Non sei mai dove sai

In tempi di pandemia, durante cui gli spostamenti sono necessariamente ridotti e ci sembra di essere forzatamente reclusi, circoscritti sempre nello stesso posto e nella stessa routine, pensiamo di riuscire a collocare noi stessi in determinati luoghi. Fisicamente non può essere altrimenti, ma se fosse solo una condizione, appunto, fisica? Pensiamo di essere a casa, in smart-working o Didattica A Distanza, ma sarebbe troppo riduttivo pensare a noi stessi come mera materia umana che compie azioni e basta. Lasciamo un po’ di noi in ogni parola detta a qualcuno, in ogni messaggio inviato, in ogni pensiero fatto. Quindi dove possiamo collocare noi stessi, in un’epoca in cui i valori e le certezze di un tempo non esistono più, la conversazione con l’altro è divenuta complicata e non siamo nemmeno più sicuri di noi stessi? Siamo circondati dall’oscurità durante questo periodo, pieni di interrogativi mentre siamo a caccia della verità e non sappiamo più se siamo cacciatori o prede.


Forse non siamo da nessuna parte, forse siamo sempre in viaggio: così risponde parzialmente il “viaggiatore delle parole” Giorgio Caproni, o almeno pare rispondere, quando compone Errata e poi Corrige, affermando nella prima “Non sai mai dove sei” e “Non sei mai dove sai nell’altra. Questo esempio riassume come Caproni utilizzi questa "fin troppo esibita logica binaria", espressa in "formulazioni assolute di opposti che […] si convertono incessantemente l'uno nell'altro" al fine di una ricerca metafisica priva di illusioni o certezze. Mescolando l’italiano con il latino attraverso giochi metaletterari e metalinguistici, Caproni ottiene come risultato la formulazione di espressioni idiomatiche attraverso l’utilizzo dei versi liberi spezzati tra loro derivanti dalla sua conoscenza di Apollinaire. “La mia ambizione, o vocazione”, scriverà in Luoghi della mia vita e notizie della mia poesia (1981), “è sempre stata […] riuscire, attraverso la poesia, a scoprire, cercando la mia, la verità degli altri: la verità di tutti. O, a voler essere più modesti e più precisi, una verità […] che possa valere non soltanto per me, ma anche per tutti quegli altri ‘mézigues’ (o ‘me stessi’) che formano il mio prossimo, del quale io non sono che una delle tante cellule viventi”. Le ricerche svolte in suddette formulazioni però, secondo il poeta, terminano necessariamente con il fallimento e dunque con la negazione di una risposta finale.

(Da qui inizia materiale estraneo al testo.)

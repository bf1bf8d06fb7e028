#![warn(missing_docs)]
#![warn(clippy::missing_docs_in_private_items)]

use std::fmt::{self, Display};

use serde::{Deserialize, Serialize};

use crate::diagram::{Cardinality, Coverage, Disjointness};

/// An unordered pair of cardinalities, eg. the two ends of a binary
/// relationship.
///
/// The pair is stored smallest-first, so `(ONE, ZERO_OR_ONE)` and
/// `(ZERO_OR_ONE, ONE)` are the same value and hash the same.
#[derive(Debug, Clone, Copy, PartialEq, Eq, PartialOrd, Ord, Hash, Serialize, Deserialize)]
#[serde(from = "PairFields")]
pub struct CardinalityPair {
    /// The smaller cardinality.
    first:  Cardinality,
    /// The larger cardinality.
    second: Cardinality,
}

impl CardinalityPair {
    /// Creates a pair; argument order does not matter.
    pub fn new(a: Cardinality, b: Cardinality) -> Self {
        if a <= b {
            Self {
                first:  a,
                second: b,
            }
        } else {
            Self {
                first:  b,
                second: a,
            }
        }
    }

    /// Returns both cardinalities, smallest first.
    pub fn cardinalities(&self) -> (Cardinality, Cardinality) {
        (self.first, self.second)
    }

    /// Every unordered pair over `cardinalities`, reflexive pairs included.
    ///
    /// The input is expected to hold distinct values; pairs are produced for
    /// every `i <= j` index combination.
    pub fn from_cardinality_list(cardinalities: &[Cardinality]) -> Vec<CardinalityPair> {
        let mut pairs = Vec::new();
        for (i, a) in cardinalities.iter().enumerate() {
            for b in &cardinalities[i..] {
                pairs.push(CardinalityPair::new(*a, *b));
            }
        }
        pairs
    }
}

/// A pair as written, before it is put smallest-first.
#[derive(Deserialize)]
struct PairFields {
    /// One end.
    first:  Cardinality,
    /// The other end.
    second: Cardinality,
}

impl From<PairFields> for CardinalityPair {
    fn from(fields: PairFields) -> Self {
        CardinalityPair::new(fields.first, fields.second)
    }
}

impl Display for CardinalityPair {
    fn fmt(&self, f: &mut fmt::Formatter<'_>) -> fmt::Result {
        write!(f, "{}-{}", self.first, self.second)
    }
}

/// The coverage and disjointness annotations of one generalization.
#[derive(Debug, Clone, Copy, PartialEq, Eq, PartialOrd, Ord, Hash, Serialize, Deserialize)]
pub struct HierarchyPair {
    /// Coverage half.
    pub coverage:     Coverage,
    /// Disjointness half.
    pub disjointness: Disjointness,
}

impl HierarchyPair {
    /// Creates a pair.
    pub fn new(coverage: Coverage, disjointness: Disjointness) -> Self {
        Self {
            coverage,
            disjointness,
        }
    }

    /// All four recognized combinations.
    pub fn all() -> Vec<HierarchyPair> {
        let mut pairs = Vec::new();
        for coverage in [Coverage::Complete, Coverage::Partial] {
            for disjointness in [Disjointness::Exclusive, Disjointness::Overlapping] {
                pairs.push(HierarchyPair::new(coverage, disjointness));
            }
        }
        pairs
    }
}

impl Display for HierarchyPair {
    fn fmt(&self, f: &mut fmt::Formatter<'_>) -> fmt::Result {
        write!(f, "{}-{}", self.coverage, self.disjointness)
    }
}

/// A value a usage rule can expect to find in a diagram.
#[derive(Debug, Clone, Copy, PartialEq, Eq, PartialOrd, Ord, Hash, Serialize, Deserialize)]
#[serde(tag = "type", content = "value", rename_all = "snake_case")]
pub enum UsageValue {
    /// A single cardinality.
    Cardinality(Cardinality),
    /// An unordered cardinality pair.
    CardinalityPair(CardinalityPair),
    /// A coverage/disjointness combination.
    HierarchyPair(HierarchyPair),
}

impl From<Cardinality> for UsageValue {
    fn from(value: Cardinality) -> Self {
        UsageValue::Cardinality(value)
    }
}

impl From<CardinalityPair> for UsageValue {
    fn from(value: CardinalityPair) -> Self {
        UsageValue::CardinalityPair(value)
    }
}

impl From<HierarchyPair> for UsageValue {
    fn from(value: HierarchyPair) -> Self {
        UsageValue::HierarchyPair(value)
    }
}

impl Display for UsageValue {
    fn fmt(&self, f: &mut fmt::Formatter<'_>) -> fmt::Result {
        match self {
            UsageValue::Cardinality(c) => write!(f, "{c}"),
            UsageValue::CardinalityPair(p) => write!(f, "{p}"),
            UsageValue::HierarchyPair(p) => write!(f, "{p}"),
        }
    }
}

#[cfg(test)]
mod tests {
    use std::{
        collections::hash_map::DefaultHasher,
        hash::{Hash, Hasher},
    };

    use super::*;

    fn hash_of(pair: &CardinalityPair) -> u64 {
        let mut hasher = DefaultHasher::new();
        pair.hash(&mut hasher);
        hasher.finish()
    }

    #[test]
    fn cardinality_pairs_are_unordered() {
        let a = CardinalityPair::new(Cardinality::ZeroOrOne, Cardinality::One);
        let b = CardinalityPair::new(Cardinality::One, Cardinality::ZeroOrOne);
        assert_eq!(a, b);
        assert_eq!(hash_of(&a), hash_of(&b));
    }

    #[test]
    fn pair_list_includes_reflexive_pairs() {
        let pairs =
            CardinalityPair::from_cardinality_list(&[Cardinality::One, Cardinality::ZeroOrMany]);
        assert_eq!(pairs, vec![
            CardinalityPair::new(Cardinality::One, Cardinality::One),
            CardinalityPair::new(Cardinality::One, Cardinality::ZeroOrMany),
            CardinalityPair::new(Cardinality::ZeroOrMany, Cardinality::ZeroOrMany),
        ]);
        assert_eq!(CardinalityPair::from_cardinality_list(&Cardinality::REAL).len(), 10);
    }

    #[test]
    fn deserialized_pairs_are_normalized() {
        let mirrored: CardinalityPair =
            serde_json::from_str(r#"{ "first": "ONE", "second": "ZERO_OR_ONE" }"#)
                .expect("deserialize");
        assert_eq!(mirrored, CardinalityPair::new(Cardinality::ZeroOrOne, Cardinality::One));
        assert_eq!(mirrored.cardinalities(), (Cardinality::ZeroOrOne, Cardinality::One));
    }
}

Da cosa dipende questa impossibilità di avere una verità unica? Essa sarebbe da imputare all’incapacità dell'uomo di non saper ricercare veramente Dio durante il suo viaggio, in realtà immaginario, poiché è la metafora del cammino che porta l'uomo ineluttabilmente alla morte, a cui non ci si può sottrarre. A questo punto, per meglio chiarire la situazione, Caproni introduce la figura del guardiacaccia, che anni dopo sarà al centro della raccolta “il franco cacciatore” (in cui franco è un aggettivo che sta a significare “libero da qualsiasi pregiudizio etico ed epistemologico”). Questa nuova figura è la rappresentazione dell'uomo stesso che è guardacaccia ma allo stesso tempo è anche cacciatore, una figura ossimorica che rende l’uomo un paradosso. Attraverso i giochi metalinguistici, inoltre, lo scrittore completa questa figura, spiegando il doppio ruolo che l’essere umano inconsapevolmente assume durante la ricerca di Dio nella propria esistenza. L’amara risposta di questa ricerca, tuttavia, è una sola, ovvero la constatazione che Dio non si sta nascondendo e non lo ha mai fatto, semplicemente “Dio si è suicidato”; viene richiamato, dunque, il grande tema novecentesco della morte di Dio, trattato con la leggerezza dello stile caproniano e unito ad una negatività conoscitiva: tant'è vero che proprio per questo motivo ricorre spesso anche all'immagine della nebbia, la quale altro non è che la non conoscenza e, quindi, per estensione del significato, l'assenza di valori etici assoluti. Non c’è risposta alle domande canoniche di tutta un’esistenza: Caproni, invecchiando, accosta la sua poetica alla “teologia negativa” di Montale: quello che noi riusciamo a vedere di tutta la totalità della realtà, raccontato con semplicità per mostrare i paradossi della nostra esistenza, si risolve in una serie di interrogativi destinati a rimanere senza risposta, fosse pure provvisoria.